··· Record extracts ···

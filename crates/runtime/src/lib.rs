//! Agent runtime: the turn/step state machine that drives LLM calls and
//! tool dispatch under safety, approval, concurrency, and budget
//! controls, producing a complete append-only event log sufficient to
//! resume or fork the run.

pub mod agent;
pub mod controller;
pub mod paths;
pub mod prompts;
pub mod recovery;
pub mod resume;
pub mod run_context;
pub mod skills;
mod turn;

pub use agent::{Agent, AgentBuilder, RunOptions};
pub use controller::LoopController;
pub use run_context::RunContext;
pub use skills::{ensure_skill_env_vars, SkillEnvOutcome};

pub use relay_domain::cancel::CancelToken;
pub use relay_domain::config::AgentConfig;
pub use relay_domain::run::{RunError, RunErrorKind, RunResult, RunStatus};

···

__Prompt__
Please write out the data again exactly as it stands.

__Your response__
filename crates/runtime/src/lib.rs
//! Agent runtime: the turn/step state machine that drives LLM calls and
//! tool dispatch under safety, approval, concurrency, and budget
//! controls, producing a complete append-only event log sufficient to
//! resume or fork the run.

pub mod agent;
pub mod controller;
pub mod paths;
pub mod prompts;
pub mod recovery;
pub mod resume;
pub mod run_context;
pub mod skills;
mod turn;

pub use agent::{Agent, AgentBuilder, RunOptions};
pub use controller::LoopController;
pub use run_context::RunContext;
pub use skills::{ensure_skill_env_vars, SkillEnvOutcome};

pub use relay_domain::cancel::CancelToken;
pub use relay_domain::config::AgentConfig;
pub use relay_domain::run::{RunError, RunErrorKind, RunResult, RunStatus};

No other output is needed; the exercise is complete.